(Extracted material begins)

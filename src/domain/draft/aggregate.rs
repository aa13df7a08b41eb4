//! Draft Context - Aggregate Root

use chrono::{DateTime, Utc};
use serde::{Deserialize, Serialize};
use serde_json::{Map, Value};
use std::collections::BTreeMap;
use uuid::Uuid;

use super::{BookProfile, DraftError, Outline, ProfileUpdate};
use crate::domain::project::{seed_protected_zone, ProjectMetadata};
use crate::domain::run::{ModeRequest, Outcome};

/// LocalDraft 聚合根
///
/// 用户正在编辑的书籍规格，客户端唯一的真实来源。
///
/// 不变量:
/// - 受保护区只在定稿或首次创建时写入
/// - 每次修改都刷新 updated_at
#[derive(Debug, Clone, PartialEq, Serialize, Deserialize)]
pub struct LocalDraft {
    #[serde(default)]
    profile: BookProfile,
    #[serde(default)]
    outline: Option<Outline>,
    #[serde(default)]
    chapters: BTreeMap<u32, String>,
    #[serde(default)]
    project_id: Option<Uuid>,
    #[serde(default)]
    metadata: ProjectMetadata,
    #[serde(default)]
    profile_finalize_pending: bool,
    #[serde(default = "Utc::now")]
    updated_at: DateTime<Utc>,
}

impl Default for LocalDraft {
    fn default() -> Self {
        Self {
            profile: BookProfile::default(),
            outline: None,
            chapters: BTreeMap::new(),
            project_id: None,
            metadata: ProjectMetadata::default(),
            profile_finalize_pending: false,
            updated_at: Utc::now(),
        }
    }
}

impl LocalDraft {
    pub fn new(profile: BookProfile) -> Self {
        Self {
            profile,
            ..Default::default()
        }
    }

    /// 普通编辑（不触碰受保护区）
    pub fn update_profile(&mut self, update: &ProfileUpdate) {
        update.apply_to(&mut self.profile);
        self.touch();
    }

    /// 用户确认的定稿
    ///
    /// 应用修改、合入 `profile` 子对象，并标记下次同步时整体覆盖受保护区
    pub fn finalize_profile(&mut self, update: &ProfileUpdate) {
        update.apply_to(&mut self.profile);
        self.metadata
            .merge_profile_entries(update.to_profile_entries());
        self.profile_finalize_pending = true;
        self.touch();
    }

    pub fn link_project(&mut self, project_id: Uuid) {
        self.project_id = Some(project_id);
        self.touch();
    }

    /// 清除失效的远端项目指针
    pub fn unlink_project(&mut self) {
        self.project_id = None;
        self.touch();
    }

    pub fn set_outline(&mut self, outline: Outline) -> Result<(), DraftError> {
        outline.validate()?;
        self.outline = Some(outline);
        self.touch();
        Ok(())
    }

    pub fn set_chapter(&mut self, number: u32, content: impl Into<String>) {
        self.chapters.insert(number, content.into());
        self.touch();
    }

    /// 本次上行要发送的受保护区
    ///
    /// 纯函数：重复调用结果一致，未定稿时不会覆盖已有条目
    pub fn protected_snapshot(&self) -> Map<String, Value> {
        let mut zone = self.metadata.user_concept().clone();
        seed_protected_zone(
            &mut zone,
            self.profile.protected_fields(),
            self.profile_finalize_pending,
        );
        zone
    }

    /// 上行的完整双区元数据
    pub fn outgoing_metadata(&self) -> ProjectMetadata {
        self.metadata.with_protected_zone(self.protected_snapshot())
    }

    /// 定稿同步成功后落地受保护区
    pub fn commit_protected_zone(&mut self, zone: Map<String, Value>) {
        self.metadata.replace_protected_zone(zone);
        self.profile_finalize_pending = false;
        self.touch();
    }

    /// 合并服务端回显的元数据
    pub fn absorb_remote_metadata(&mut self, echo: &ProjectMetadata) {
        self.metadata.absorb_server_echo(echo);
        self.touch();
    }

    /// 把成功的结果写回草稿
    pub fn apply_outcome(
        &mut self,
        request: &ModeRequest,
        outcome: &Outcome,
    ) -> Result<(), DraftError> {
        match request {
            ModeRequest::Outline | ModeRequest::RefineOutline { .. } => {
                if let Some(outline) = outcome.outline.as_ref().filter(|o| !o.is_empty()) {
                    self.set_outline(outline.clone())?;
                }
            }
            ModeRequest::Chapter { number } => {
                if let Some(chapter) = &outcome.chapter {
                    self.set_chapter(chapter.number.unwrap_or(*number), chapter.content.clone());
                }
            }
            ModeRequest::Export { .. } => {}
        }
        if let Some(metadata) = &outcome.metadata {
            self.metadata.absorb_run_metadata(metadata);
        }
        self.touch();
        Ok(())
    }

    pub fn touch(&mut self) {
        self.updated_at = Utc::now();
    }

    // Getters
    pub fn profile(&self) -> &BookProfile {
        &self.profile
    }

    pub fn outline(&self) -> Option<&Outline> {
        self.outline.as_ref()
    }

    pub fn chapters(&self) -> &BTreeMap<u32, String> {
        &self.chapters
    }

    pub fn chapter_content(&self, number: u32) -> Option<&str> {
        self.chapters.get(&number).map(String::as_str)
    }

    pub fn project_id(&self) -> Option<Uuid> {
        self.project_id
    }

    pub fn metadata(&self) -> &ProjectMetadata {
        &self.metadata
    }

    pub fn profile_finalize_pending(&self) -> bool {
        self.profile_finalize_pending
    }

    pub fn updated_at(&self) -> DateTime<Utc> {
        self.updated_at
    }
}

(Extracted material ends)

Scan the records above line by line, counting those where the word "bool" appears, and give the count alone.

2